Provided records –
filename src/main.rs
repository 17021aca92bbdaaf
use std::sync::Arc;
use std::time::Duration;

use anyhow::Context;
use tracing_subscriber::{layer::SubscriberExt, util::SubscriberInitExt, EnvFilter};

use resto_rec::{
    api::{create_router, AppState},
    config::Config,
    data::load_ratings,
    recommender::RecommenderContext,
    services::{CsvFeedbackLog, RecommendationService},
};

#[tokio::main]
async fn main() -> anyhow::Result<()> {
    tracing_subscriber::registry()
        .with(
            EnvFilter::try_from_default_env()
                .unwrap_or_else(|_| "resto_rec=info,tower_http=info".into()),
        )
        .with(tracing_subscriber::fmt::layer())
        .init();

    let config = Config::from_env()?;

    // Loaded once; every request reads the same immutable context
    let loaded = load_ratings(&config.ratings_path)
        .with_context(|| format!("Failed to load ratings from {}", config.ratings_path))?;
    let context = RecommenderContext::with_svdpp(
        loaded.dataset,
        loaded.encoder,
        config.rating_scale(),
        config.fit_params(),
    )?;
    tracing::info!(context = ?context, "Recommender ready");

    let recommendations = RecommendationService::new(
        Arc::new(context),
        Duration::from_secs(config.fit_timeout_secs),
        config.default_k,
    );
    let feedback = Arc::new(CsvFeedbackLog::new(&config.feedback_log_path));
    let session_ttl = Duration::from_secs(config.session_ttl_secs);
    let state = AppState::new(recommendations, feedback, session_ttl);
    // Sweep a few times per TTL so expired sessions do not linger long
    state.spawn_session_sweeper((session_ttl / 4).max(Duration::from_secs(1)));

    let app = create_router(state);

    let addr = format!("{}:{}", config.host, config.port);
    let listener = tokio::net::TcpListener::bind(&addr)
        .await
        .with_context(|| format!("Failed to bind {}", addr))?;
    tracing::info!(address = %addr, "Server running");
    axum::serve(listener, app).await?;

    Ok(())
}
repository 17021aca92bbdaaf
pub mod handlers;
pub mod routes;
pub mod state;

pub use routes::create_router;
pub use state::AppState;
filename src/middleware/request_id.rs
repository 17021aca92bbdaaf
use axum::{
    body::Body,
    extract::Request,
    http::{HeaderName, HeaderValue},
    middleware::Next,
    response::Response,
};
use uuid::Uuid;

/// Header carrying the correlation id of a recommendation request
pub static REQUEST_ID_HEADER: HeaderName = HeaderName::from_static("x-request-id");

/// Correlation id attached to every request and echoed on the response
#[derive(Clone, Copy, Debug, PartialEq, Eq)]
pub struct RequestId(pub Uuid);

impl RequestId {
    /// Reuses a well-formed incoming id, otherwise mints one
    fn from_request(request: &Request) -> Self {
        request
            .headers()
            .get(&REQUEST_ID_HEADER)
            .and_then(|h| h.to_str().ok())
            .and_then(|s| Uuid::parse_str(s).ok())
            .map(RequestId)
            .unwrap_or_else(|| RequestId(Uuid::new_v4()))
    }
}

impl std::fmt::Display for RequestId {
    fn fmt(&self, f: &mut std::fmt::Formatter<'_>) -> std::fmt::Result {
        self.0.fmt(f)
    }
}

/// Stores the request id in the extensions and copies it onto the response
pub async fn request_id_middleware(mut request: Request, next: Next) -> Response {
    let request_id = RequestId::from_request(&request);
    request.extensions_mut().insert(request_id);

    let mut response = next.run(request).await;

    if let Ok(value) = HeaderValue::from_str(&request_id.to_string()) {
        response
            .headers_mut()
            .insert(REQUEST_ID_HEADER.clone(), value);
    }

    response
}

/// Span for `TraceLayer`, tagged with the request id when present
pub fn make_span_with_request_id(request: &Request<Body>) -> tracing::Span {
    let request_id = request
        .extensions()
        .get::<RequestId>()
        .map(ToString::to_string)
        .unwrap_or_else(|| "unknown".to_string());

    tracing::info_span!(
        "http_request",
        method = %request.method(),
        uri = %request.uri(),
        request_id = %request_id,
    )
}
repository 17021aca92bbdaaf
use std::collections::HashSet;

use super::encoder::{RestaurantEncoder, RestaurantId};
use crate::error::{AppError, AppResult};

/// Fewest favorites a selection may contain
pub const MIN_FAVORITES: usize = 3;

/// Most favorites a selection may contain
pub const MAX_FAVORITES: usize = 5;

/// Checks the selection size and rejects repeated names
pub fn check_selection<S: AsRef<str>>(favorites: &[S]) -> AppResult<()> {
    let count = favorites.len();
    if count < MIN_FAVORITES {
        return Err(AppError::InvalidSelection(format!(
            "select at least {} restaurants, got {}",
            MIN_FAVORITES, count
        )));
    }
    if count > MAX_FAVORITES {
        return Err(AppError::InvalidSelection(format!(
            "select at most {} restaurants, got {}",
            MAX_FAVORITES, count
        )));
    }

    let mut seen = HashSet::with_capacity(count);
    for name in favorites {
        if !seen.insert(name.as_ref()) {
            return Err(AppError::InvalidSelection(format!(
                "restaurant selected more than once: {}",
                name.as_ref()
            )));
        }
    }

    Ok(())
}

/// Validates a selection and resolves it to restaurant ids, all or nothing
pub fn resolve_favorites<S: AsRef<str>>(
    favorites: &[S],
    encoder: &RestaurantEncoder,
) -> AppResult<Vec<RestaurantId>> {
    check_selection(favorites)?;
    encoder.transform(favorites)
}

#[cfg(test)]
mod tests {
    use super::*;

    fn encoder() -> RestaurantEncoder {
        RestaurantEncoder::fit(["A", "B", "C", "D", "E", "F"]).unwrap()
    }

    #[test]
    fn test_two_and_six_names_rejected() {
        let enc = encoder();
        let two = ["A", "B"];
        let six = ["A", "B", "C", "D", "E", "F"];

        assert!(matches!(
            resolve_favorites(&two, &enc),
            Err(AppError::InvalidSelection(_))
        ));
        assert!(matches!(
            resolve_favorites(&six, &enc),
            Err(AppError::InvalidSelection(_))
        ));
    }

    #[test]
    fn test_bounds_accepted() {
        let enc = encoder();
        assert_eq!(resolve_favorites(&["A", "B", "C"], &enc).unwrap(), vec![0, 1, 2]);
        assert_eq!(
            resolve_favorites(&["A", "B", "C", "D", "E"], &enc).unwrap().len(),
            5
        );
    }

    #[test]
    fn test_duplicate_rejected() {
        let enc = encoder();
        assert!(matches!(
            resolve_favorites(&["A", "B", "A"], &enc),
            Err(AppError::InvalidSelection(_))
        ));
    }

    #[test]
    fn test_unknown_name_rejects_whole_selection() {
        let enc = encoder();
        let err = resolve_favorites(&["A", "B", "Nonexistent Diner XYZ"], &enc).unwrap_err();
        assert!(matches!(err, AppError::NameNotFound(ref names) if names.len() == 1));
    }

    #[test]
    fn test_revalidation_is_idempotent() {
        let enc = encoder();
        let selection = ["F", "A", "C", "D"];
        let first = resolve_favorites(&selection, &enc).unwrap();

        let names: Vec<&str> = first
            .iter()
            .map(|id| enc.inverse_transform(*id).unwrap())
            .collect();
        let second = resolve_favorites(&names, &enc).unwrap();

        assert_eq!(first, second);
    }
}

How to complete this task – Report how many lines of the entries above contain "bind", and give no other output.

Result of this task – 2